In the days between bombs, American forces in the Marianas devised a leaflet to be dropped on Japanese cities. The leaflet used a combination of kanji and kana characters and was produced on a printing press previously used to publish a Japanese-language newspaper. On August 7, a team working on behalf of the U.S. War Department in generating psychological warfare, worked overtime producing the leaflets. Their plan was to drop 6 million of them over forty-seven cities with populations over 100,000. The following is a translated excerpt:
“ATTENTION JAPANESE PEOPLE
Before we use this bomb again and again to destroy every resource of the military by which they are prolonging this useless war, petition the Emperor now to end the war. Our President has outlined for you the thirteen consequences of an honorable surrender; We urge that you accept those consequences and begin the work of building a new, better, and peace loving Japan.
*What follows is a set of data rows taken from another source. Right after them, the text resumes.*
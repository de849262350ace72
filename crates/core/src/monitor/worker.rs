use std::sync::atomic::{AtomicBool, Ordering};
use std::sync::Arc;
use std::thread;
use std::time::{Duration, Instant, SystemTime};

use crossbeam_channel::{Receiver, Sender, TrySendError};

use crate::capture::domain::frame_source::{FrameGrab, FrameSource};
use crate::config::MonitorConfig;
use crate::detection::domain::alert_engine::{AlertDecision, AlertEngine};
use crate::detection::domain::detection_filter::DetectionFilter;
use crate::detection::domain::face_detector::{DetectionResult, FaceDetector};
use crate::detection::domain::stability_evaluator::StabilityEvaluator;
use crate::monitor::mailbox::Mailbox;
use crate::monitor::status::{MonitorEvent, MonitorStatus};
use crate::reaction::dispatcher::ReactionDispatcher;
use crate::shared::frame::Frame;

const EVENT_CHANNEL_CAPACITY: usize = 16;

/// Owner handle for a running detection worker.
///
/// The UI layer reads `status()` (latest-value mailbox, stale reads
/// fine) and drains `events()` (bounded channel); the worker never
/// waits on either. Dropping the handle requests a stop and joins the
/// thread; teardown is bounded by roughly one poll interval, after
/// which the frame source (camera handle) is released.
pub struct MonitorHandle {
    events: Receiver<MonitorEvent>,
    status: Arc<Mailbox<MonitorStatus>>,
    detection: Arc<Mailbox<Option<DetectionResult>>>,
    stop: Arc<AtomicBool>,
    thread: Option<thread::JoinHandle<()>>,
}

impl MonitorHandle {
    pub fn events(&self) -> &Receiver<MonitorEvent> {
        &self.events
    }

    /// Most recent per-tick status.
    pub fn status(&self) -> MonitorStatus {
        self.status.load()
    }

    /// Most recent filtered detection result, for debug display.
    pub fn detection(&self) -> Option<DetectionResult> {
        self.detection.load()
    }

    pub fn request_stop(&self) {
        self.stop.store(true, Ordering::Relaxed);
    }

    /// Stops the worker and waits for it to exit.
    pub fn shutdown(mut self) {
        self.request_stop();
        if let Some(handle) = self.thread.take() {
            let _ = handle.join();
        }
    }
}

impl Drop for MonitorHandle {
    fn drop(&mut self) {
        self.request_stop();
        if let Some(handle) = self.thread.take() {
            let _ = handle.join();
        }
    }
}

/// Spawns the detection worker thread.
///
/// The thread owns source → detector → filter → evaluator → engine and
/// runs the poll loop until stopped. Reactions go through `dispatcher`
/// on their own threads; the loop itself never blocks on them.
pub fn spawn(
    config: &MonitorConfig,
    source: Box<dyn FrameSource>,
    detector: Box<dyn FaceDetector>,
    dispatcher: ReactionDispatcher,
) -> MonitorHandle {
    let (event_tx, event_rx) = crossbeam_channel::bounded(EVENT_CHANNEL_CAPACITY);
    let status = Arc::new(Mailbox::new(MonitorStatus::default()));
    let detection = Arc::new(Mailbox::new(None));
    let stop = Arc::new(AtomicBool::new(false));

    let worker = Worker {
        source,
        detector,
        dispatcher,
        filter: DetectionFilter::new(
            config.camera.min_confidence,
            config.camera.min_area_ratio,
            config.camera.max_area_ratio,
            config.camera.low_light_threshold,
        ),
        evaluator: StabilityEvaluator::new(
            config.stability.window,
            config.stability.required,
            config.min_faces_for_alert,
        ),
        engine: AlertEngine::new(config.min_faces_for_alert, config.cooldown()),
        poll_interval: config.poll_interval(),
        degraded_interval: config.degraded_interval(),
        frame_timeout: config.frame_timeout(),
        degraded_after: config.degraded.after_failures,
        event_tx,
        status: status.clone(),
        detection: detection.clone(),
        stop: stop.clone(),
        consecutive_failures: 0,
        degraded: false,
        last_frame: None,
        last_alert_at: None,
        tick: 0,
    };

    let thread = thread::spawn(move || worker.run());

    MonitorHandle {
        events: event_rx,
        status,
        detection,
        stop,
        thread: Some(thread),
    }
}

struct Worker {
    source: Box<dyn FrameSource>,
    detector: Box<dyn FaceDetector>,
    dispatcher: ReactionDispatcher,
    filter: DetectionFilter,
    evaluator: StabilityEvaluator,
    engine: AlertEngine,
    poll_interval: Duration,
    degraded_interval: Duration,
    frame_timeout: Duration,
    degraded_after: u32,
    event_tx: Sender<MonitorEvent>,
    status: Arc<Mailbox<MonitorStatus>>,
    detection: Arc<Mailbox<Option<DetectionResult>>>,
    stop: Arc<AtomicBool>,
    consecutive_failures: u32,
    degraded: bool,
    /// Most recent successfully captured frame, kept for snapshots on
    /// alerts whose own tick failed.
    last_frame: Option<Frame>,
    last_alert_at: Option<SystemTime>,
    tick: u64,
}

impl Worker {
    fn run(mut self) {
        log::info!("detection worker started");
        while !self.stop.load(Ordering::Relaxed) {
            let tick_started = Instant::now();
            self.run_tick();
            self.tick += 1;

            let interval = if self.degraded {
                self.degraded_interval
            } else {
                self.poll_interval
            };
            self.sleep_remaining(tick_started, interval);
        }
        log::info!("detection worker stopped after {} ticks", self.tick);
        // Dropping self releases the frame source (camera handle).
    }

    fn run_tick(&mut self) {
        let raw_count = match self.acquire_and_detect() {
            Some(result) => {
                let count = result.face_count();
                self.detection.store(Some(result));
                self.tick_succeeded();
                count
            }
            None => {
                self.tick_failed();
                0
            }
        };

        let stable_count = self.evaluator.observe(raw_count);
        match self.engine.tick(stable_count, Instant::now()) {
            AlertDecision::Alert => {
                let at = SystemTime::now();
                self.last_alert_at = Some(at);
                if let Some(frame) = self.last_frame.clone() {
                    self.dispatcher.dispatch(frame, stable_count, at);
                } else {
                    log::warn!("alert with no captured frame, skipping reactions");
                }
                self.send_event(MonitorEvent::Alert {
                    face_count: stable_count,
                    at,
                });
            }
            AlertDecision::Clear => self.send_event(MonitorEvent::Clear),
            AlertDecision::None => {}
        }

        self.status.store(MonitorStatus {
            tick: self.tick + 1,
            stable_count,
            is_alerting: self.engine.is_alerting(),
            last_alert_at: self.last_alert_at,
            degraded: self.degraded,
        });
    }

    /// One bounded acquisition and detection pass. None means the tick
    /// failed (timeout or error) and counts as zero faces.
    fn acquire_and_detect(&mut self) -> Option<DetectionResult> {
        let frame = match self.source.next_frame(self.frame_timeout) {
            Ok(FrameGrab::Frame(frame)) => frame,
            Ok(FrameGrab::Timeout) => {
                log::debug!("frame acquisition timed out");
                return None;
            }
            Err(e) => {
                log::warn!("frame acquisition failed: {e}");
                return None;
            }
        };

        let regions = match self.detector.detect(&frame) {
            Ok(regions) => regions,
            Err(e) => {
                log::warn!("detection failed: {e}");
                return None;
            }
        };

        let regions = self.filter.filter(regions, &frame);
        let result = DetectionResult {
            sequence: frame.sequence(),
            captured_at: frame.captured_at(),
            regions,
        };
        self.last_frame = Some(frame);
        Some(result)
    }

    fn tick_succeeded(&mut self) {
        self.consecutive_failures = 0;
        if self.degraded {
            self.degraded = false;
            log::info!("capture recovered, resuming normal poll rate");
            self.send_event(MonitorEvent::Recovered);
        }
    }

    fn tick_failed(&mut self) {
        self.consecutive_failures += 1;
        if self.consecutive_failures == self.degraded_after {
            self.degraded = true;
            log::warn!(
                "{} consecutive failed ticks, entering degraded retry",
                self.consecutive_failures
            );
            self.send_event(MonitorEvent::Degraded {
                consecutive_failures: self.consecutive_failures,
            });
        }
    }

    fn send_event(&self, event: MonitorEvent) {
        match self.event_tx.try_send(event) {
            Ok(()) => {}
            Err(TrySendError::Full(event)) => {
                log::debug!("event channel full, dropping {event:?}");
            }
            Err(TrySendError::Disconnected(_)) => {}
        }
    }

    /// Sleeps out the rest of the tick interval in stop-aware slices
    /// so teardown stays bounded even at the degraded rate.
    fn sleep_remaining(&self, tick_started: Instant, interval: Duration) {
        let deadline = tick_started + interval;
        loop {
            if self.stop.load(Ordering::Relaxed) {
                return;
            }
            let now = Instant::now();
            if now >= deadline {
                return;
            }
            thread::sleep((deadline - now).min(self.poll_interval));
        }
    }
}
Act at once or we shall resolutely employ this bomb and all our other superior weapons to promptly and forcefully end the war.
EVACUATE YOUR CITIES”
Two days to print and drop leaflets was not much time; even less so for the Japanese people to act upon circumstance in the many ways the leaflet suggested. A shortage of T-3 leaflet bombs also presented a snag in the delivery timeline. Nagasaki received its quota of leaflets on August 10.
Freshly printed paper falling from the sky was perhaps the only unscorched, unread gesture left in the aftermath of Fat Man’s shadow.
I have seen a replica of Fat Man in a museum in Los Alamos, New Mexico. More important, I have seen the affects of a replica of the atomic bomb on a multigenerational Japanese family assembled around it, holding hands. With heads bowed, the grandfather reached out his hand, the one that wasn’t connecting all the other hands, and extended it over the museum-quality velvet maroon rope, and on to the bulky body of Fat Man. As he laid his hand on the replica atomic bomb it sent a current of deep collective grief through each family member.
This moment was real. And so too, unfortunately and grotesquely so, were the lollipops for sale in the gift shop in the shape of Little Boy and Fat Man.
I had initially come to New Mexico to meet with a Navajo Code Talker. The Code Talkers used their native tongue to relay messages on ships and on the ground in the Pacific theater during World War II. They were needed to help clear the islands. The islands needed to be cleared so that the airplanes carrying the atomic bombs could load and refuel before reaching the main island of Japan. The record of translation by the Code Talkers from English to Navajo back to English remains at 100% accuracy.
While a majority of Code Talkers returned home to the four-states region of the Navajo Nation after the war had been declared over, two were sent to Japan to relay in code the affects of radiation on the Japanese people back to the scientific community without detection.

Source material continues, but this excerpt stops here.